BMC Cancer (Jun 2008)
Gene-expression of metastasized versus non-metastasized primary head and neck squamous cell carcinomas: A pathway-based analysis
Abstract
Abstract Background Regional lymph node metastasis is an important prognostic factor in head and neck squamous cell carcinoma (HNSCC) and plays a decisive role in the choice of treatment. Here, we present an independent gene expression validation study of metastasized versus non-metastasized HNSCC. Methods We used a dataset recently published by Roepman et al. as reference dataset and an independent gene expression dataset of 11 metastasized and 11 non-metastasized HNSCC tumors as validation dataset. Reference and validation studies were performed on different microarray platforms with different probe sets and probe content. In addition to a supervised gene-based analysis, a supervised pathway-based analysis was performed, evaluating differences in gene expression for predefined tumorigenesis- and metastasis related gene sets.
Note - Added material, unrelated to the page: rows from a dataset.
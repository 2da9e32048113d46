//! Data models for reading events and their leader ledger.
//!
//! - `Event`, `EventSettings`, `EventStatus`, `AssignmentPolicy`: the event
//!   being scheduled and its assignment configuration
//! - `Schedule`, `Ledger`, `SlotSignals`, `ScheduleView`: day slots and the
//!   per-slot content/engagement signals
//! - `Participant`, `Roster`, `EnrollmentStatus`: who may lead

pub mod event;
pub mod participant;
pub mod schedule;

pub use event::{AssignmentPolicy, Event, EventSettings, EventStatus};
pub use participant::{EnrollmentStatus, Participant, Roster};
pub use schedule::{materialize_schedules, Ledger, Schedule, ScheduleView, SlotSignals};

/// Identifier of a user (participant or owner).
pub type UserId = i64;

/// Identifier of a reading event.
pub type EventId = i64;
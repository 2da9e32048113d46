//! Collaborator interfaces for events, rosters, schedules and content signals.
//!
//! The assignment core never owns persistence. It reaches the outside world
//! through these traits:
//!
//! - `EventDirectory`: event lookup
//! - `RosterProvider`: enrolled participants of an event
//! - `ScheduleStore`: slot rows plus a compare-and-set leader write
//! - `ContentSignals`: has content been published / engagement recorded
//!
//! Two implementations ship with the crate: `MemoryLedger` for in-process
//! use and tests, and `FileLedger`, a JSON document per event on disk.

pub mod error;
pub mod file;
pub mod memory;

pub use error::StoreError;
pub use file::{EventSeed, FileLedger};
pub use memory::MemoryLedger;

use crate::models::{Event, EventId, Participant, Schedule, SlotSignals, UserId};

pub trait EventDirectory {
    /// Fails with `StoreError::NotFound` for unknown events.
    fn event(&self, event_id: EventId) -> Result<Event, StoreError>;
}

pub trait RosterProvider {
    /// Everyone enrolled in the event, observers included, in enrollment order.
    fn participants(&self, event_id: EventId) -> Result<Vec<Participant>, StoreError>;
}

pub trait ScheduleStore {
    /// Slots of an event ordered by day number. Empty before materialization.
    fn schedules(&self, event_id: EventId) -> Result<Vec<Schedule>, StoreError>;

    /// Store freshly materialized slots. Fails with `AlreadyMaterialized` if
    /// the event already has slots; day numbering never changes afterwards.
    fn insert_schedules(&self, event_id: EventId, schedules: Vec<Schedule>)
        -> Result<(), StoreError>;

    /// Set a slot's leader only if its current leader equals `expected`.
    ///
    /// Returns the updated slot, or `StoreError::Conflict` carrying the
    /// leader actually found. Of several writers racing with the same
    /// `expected` value at most one succeeds.
    fn compare_and_set_leader(
        &self,
        event_id: EventId,
        day_number: u32,
        expected: Option<UserId>,
        leader: Option<UserId>,
    ) -> Result<Schedule, StoreError>;
}

pub trait ContentSignals {
    fn has_content(&self, event_id: EventId, day_number: u32) -> Result<bool, StoreError>;

    fn has_engagement(&self, event_id: EventId, day_number: u32) -> Result<bool, StoreError>;

    fn signals(&self, event_id: EventId, day_number: u32) -> Result<SlotSignals, StoreError> {
        Ok(SlotSignals {
            content: self.has_content(event_id, day_number)?,
            engagement: self.has_engagement(event_id, day_number)?,
        })
    }
}

/// Everything `LeaderService` needs from its backend.
pub trait LeaderStore:
    EventDirectory + RosterProvider + ScheduleStore + ContentSignals + Send + Sync
{
}

impl<T> LeaderStore for T where
    T: EventDirectory + RosterProvider + ScheduleStore + ContentSignals + Send + Sync
{
}
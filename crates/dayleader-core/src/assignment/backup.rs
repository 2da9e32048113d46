//! Detection of slots that need a substitute leader.
//!
//! A slot needs backup when nobody leads it, or when its leader has not
//! published any material yet. Flagged slots are ranked by how close the
//! nearest outstanding deadline is; at an equal deadline, slots with no
//! leader at all come before dormant ones.

use chrono::{DateTime, NaiveDate, Utc};
use serde::{Deserialize, Serialize};

use crate::models::{EventSettings, Ledger, Schedule, SlotSignals, UserId};
use crate::utils::format_hours;

/// A deadline closer than this is `High` priority.
const URGENT_WINDOW_HOURS: i64 = 24;

/// A deadline closer than this is `Medium` priority.
const SOON_WINDOW_HOURS: i64 = 72;

#[derive(Debug, Clone, Copy, PartialEq, Eq, PartialOrd, Ord, Serialize, Deserialize)]
#[cfg_attr(feature = "ts", derive(ts_rs::TS))]
#[cfg_attr(feature = "ts", ts(export))]
#[serde(rename_all = "lowercase")]
pub enum BackupPriority {
    Low,
    Medium,
    High,
    /// The deadline has already passed.
    Critical,
}

impl BackupPriority {
    fn from_hours_remaining(hours: i64) -> Self {
        if hours <= 0 {
            BackupPriority::Critical
        } else if hours < URGENT_WINDOW_HOURS {
            BackupPriority::High
        } else if hours < SOON_WINDOW_HOURS {
            BackupPriority::Medium
        } else {
            BackupPriority::Low
        }
    }
}

impl std::fmt::Display for BackupPriority {
    fn fmt(&self, f: &mut std::fmt::Formatter<'_>) -> std::fmt::Result {
        match self {
            BackupPriority::Low => write!(f, "Low"),
            BackupPriority::Medium => write!(f, "Medium"),
            BackupPriority::High => write!(f, "High"),
            BackupPriority::Critical => write!(f, "Critical"),
        }
    }
}

#[derive(Debug, Clone, PartialEq, Eq, Serialize, Deserialize)]
#[cfg_attr(feature = "ts", derive(ts_rs::TS))]
#[cfg_attr(feature = "ts", ts(export))]
pub struct BackupCandidate {
    pub day_number: u32,
    pub date: NaiveDate,
    pub leader_id: Option<UserId>,
    pub needs_backup: bool,
    pub missing_content: bool,
    pub missing_engagement: bool,
    pub content_deadline: DateTime<Utc>,
    pub engagement_deadline: DateTime<Utc>,
    pub priority: BackupPriority,
    /// Hours until the nearest outstanding deadline; negative once overdue.
    pub hours_remaining: i64,
    /// `hours_remaining` for display, e.g. "in 2d 3h" or "5h overdue".
    pub due: String,
}

impl BackupCandidate {
    pub fn is_unassigned(&self) -> bool {
        self.leader_id.is_none()
    }
}

pub fn needs_backup(schedule: &Schedule, signals: SlotSignals) -> bool {
    !schedule.has_leader() || !signals.content
}

/// Evaluate one slot, flagged or not.
pub fn evaluate(
    schedule: &Schedule,
    signals: SlotSignals,
    settings: &EventSettings,
    now: DateTime<Utc>,
) -> BackupCandidate {
    let content_deadline = schedule.at_offset_hours(settings.content_deadline_hours);
    let engagement_deadline = schedule.at_offset_hours(settings.engagement_deadline_hours);
    let missing_content = !signals.content;
    let missing_engagement = !signals.engagement;

    let outstanding = [
        missing_content.then_some(content_deadline),
        missing_engagement.then_some(engagement_deadline),
    ];
    let nearest = outstanding
        .into_iter()
        .flatten()
        .min()
        .unwrap_or(content_deadline);
    let hours_remaining = (nearest - now).num_hours();

    BackupCandidate {
        day_number: schedule.day_number,
        date: schedule.date,
        leader_id: schedule.leader_id,
        needs_backup: needs_backup(schedule, signals),
        missing_content,
        missing_engagement,
        content_deadline,
        engagement_deadline,
        priority: BackupPriority::from_hours_remaining(hours_remaining),
        hours_remaining,
        due: format_hours(hours_remaining),
    }
}

/// Every slot that needs backup, most urgent first.
pub fn detect(ledger: &Ledger, settings: &EventSettings, now: DateTime<Utc>) -> Vec<BackupCandidate> {
    let mut candidates: Vec<BackupCandidate> = ledger
        .schedules()
        .iter()
        .map(|s| evaluate(s, ledger.signals(s.day_number), settings, now))
        .filter(|c| c.needs_backup)
        .collect();

    candidates.sort_by(|a, b| {
        a.hours_remaining
            .cmp(&b.hours_remaining)
            .then_with(|| b.is_unassigned().cmp(&a.is_unassigned()))
            .then_with(|| a.day_number.cmp(&b.day_number))
    });
    candidates
}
Results The gene-based analysis showed 26 significant differentially expressed genes in the reference dataset, 21 of which were present on the microarray platform used in the validation study. 7 of these genes appeared to be significantly expressed in the validation dataset, but failed to pass the correction for multiple testing. The pathway-based analysis revealed 23 significant differentially expressed gene sets, 7 of which were statistically validated. These gene sets are involved in extracellular matrix remodeling (MMPs, MMP regulating pathways and the uPA system), hypoxia and angiogenesis (HIF1α regulated angiogenic factors and HIF1α regulated invasion). Conclusion Pathways that are differentially expressed between metastasized and non-metastasized HNSCC are involved in the processes of extracellular matrix remodeling, hypoxia and angiogenesis. A supervised pathway-based analysis enhances the understanding of the biological context of the results, the comparability of results across different microarray studies, and reduces multiple testing problems by focusing on a limited number of pathways of interest instead of analyzing the large number of probes available on the microarray.